*** Opening Provided information ***

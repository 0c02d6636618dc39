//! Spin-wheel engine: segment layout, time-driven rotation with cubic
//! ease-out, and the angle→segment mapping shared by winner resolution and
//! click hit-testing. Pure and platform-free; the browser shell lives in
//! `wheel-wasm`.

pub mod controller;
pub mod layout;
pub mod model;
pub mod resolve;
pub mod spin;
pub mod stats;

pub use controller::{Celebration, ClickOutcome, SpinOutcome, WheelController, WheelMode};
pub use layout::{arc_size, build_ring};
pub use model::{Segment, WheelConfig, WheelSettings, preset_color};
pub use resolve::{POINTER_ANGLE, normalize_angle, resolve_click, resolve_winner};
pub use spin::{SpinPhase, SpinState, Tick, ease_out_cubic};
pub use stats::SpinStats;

*** Closing Provided information ***

What you are asked to do:
Each line from the one that contains "pub mod spin;" to the end of the data should be set down exactly, both ends included.

Solution to this exercise:
pub mod spin;
pub mod stats;

pub use controller::{Celebration, ClickOutcome, SpinOutcome, WheelController, WheelMode};
pub use layout::{arc_size, build_ring};
pub use model::{Segment, WheelConfig, WheelSettings, preset_color};
pub use resolve::{POINTER_ANGLE, normalize_angle, resolve_click, resolve_winner};
pub use spin::{SpinPhase, SpinState, Tick, ease_out_cubic};
pub use stats::SpinStats;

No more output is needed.